TGF-β Promotes Heterogeneity and Drug Resistance in Squamous Cell Carcinoma

Subsets of long-lived, tumor-initiating stem cells often escape cancer therapies. However, sources and mechanisms that generate tumor heterogeneity and drug-resistant cell population are still unfolding. Here, we devise a functional reporter system to lineage trace and/or genetic ablate signaling in TGF-beta-activated squannous cell carcinoma stem cells (SCC-SCs). Dissecting TGF-beta's impact on malignant progression, we demonstrate that TGF-beta concentrating near tumor-vasculature generates heterogeneity in TGF-beta signaling at tumor-stroma interface and bestows slower-cycling properties to neighboring SCC-SCs.
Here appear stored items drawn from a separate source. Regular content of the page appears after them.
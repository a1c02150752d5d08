//! PNG encoding for masks and previews.

use image::ImageEncoder;
use image::codecs::png::PngEncoder;
use keshi_mask::{GrayImage, RgbaImage};

/// Errors that can occur during export.
#[derive(Debug, thiserror::Error)]
pub enum ExportError {
    /// There is nothing to encode (zero-width or zero-height buffer).
    #[error("cannot encode an empty {width}x{height} image")]
    Empty {
        /// Buffer width.
        width: u32,
        /// Buffer height.
        height: u32,
    },

    /// PNG encoding failed.
    #[error("PNG encoding failed: {0}")]
    PngEncode(#[from] image::ImageError),
}

/// Encode a mask as an 8-bit grayscale PNG.
///
/// # Errors
///
/// Returns [`ExportError::Empty`] if the mask has no pixels (no image
/// was ever loaded) and [`ExportError::PngEncode`] if encoding fails.
pub fn mask_to_png(mask: &GrayImage) -> Result<Vec<u8>, ExportError> {
    encode(mask.as_raw(), mask.width(), mask.height(), image::ExtendedColorType::L8)
}

/// Encode an RGBA image (an overlay preview or a removal result) as PNG.
///
/// # Errors
///
/// Returns [`ExportError::Empty`] if the image has no pixels and
/// [`ExportError::PngEncode`] if encoding fails.
pub fn rgba_to_png(image: &RgbaImage) -> Result<Vec<u8>, ExportError> {
    encode(
        image.as_raw(),
        image.width(),
        image.height(),
        image::ExtendedColorType::Rgba8,
    )
}

fn encode(
    raw: &[u8],
    width: u32,
    height: u32,
    color: image::ExtendedColorType,
) -> Result<Vec<u8>, ExportError> {
    if width == 0 || height == 0 {
        return Err(ExportError::Empty { width, height });
    }
    let mut png_bytes = Vec::new();
    let encoder = PngEncoder::new(&mut png_bytes);
    encoder.write_image(raw, width, height, color)?;
    Ok(png_bytes)
}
While non-responding progenies proliferate faster and accelerate tumor growth, TGF-beta-responding progenies invade, aberrantly differentiate, and affect gene expression. Intriguingly, TGF-beta-responding SCC-SCs show increased protection against anti-cancer drugs, but slowercycling alone does not confer survival. Rather, TGF-beta transcriptionally activates p21, which stabilizes NRF2, thereby markedly enhancing glutathione metabolism and diminishing effectiveness of anticancer therapeutics. Together, these findings establish a surprising non-genetic paradigm for TGF-beta signaling in fueling heterogeneity in SCC-SCs, tumor characteristics, and drug resistance.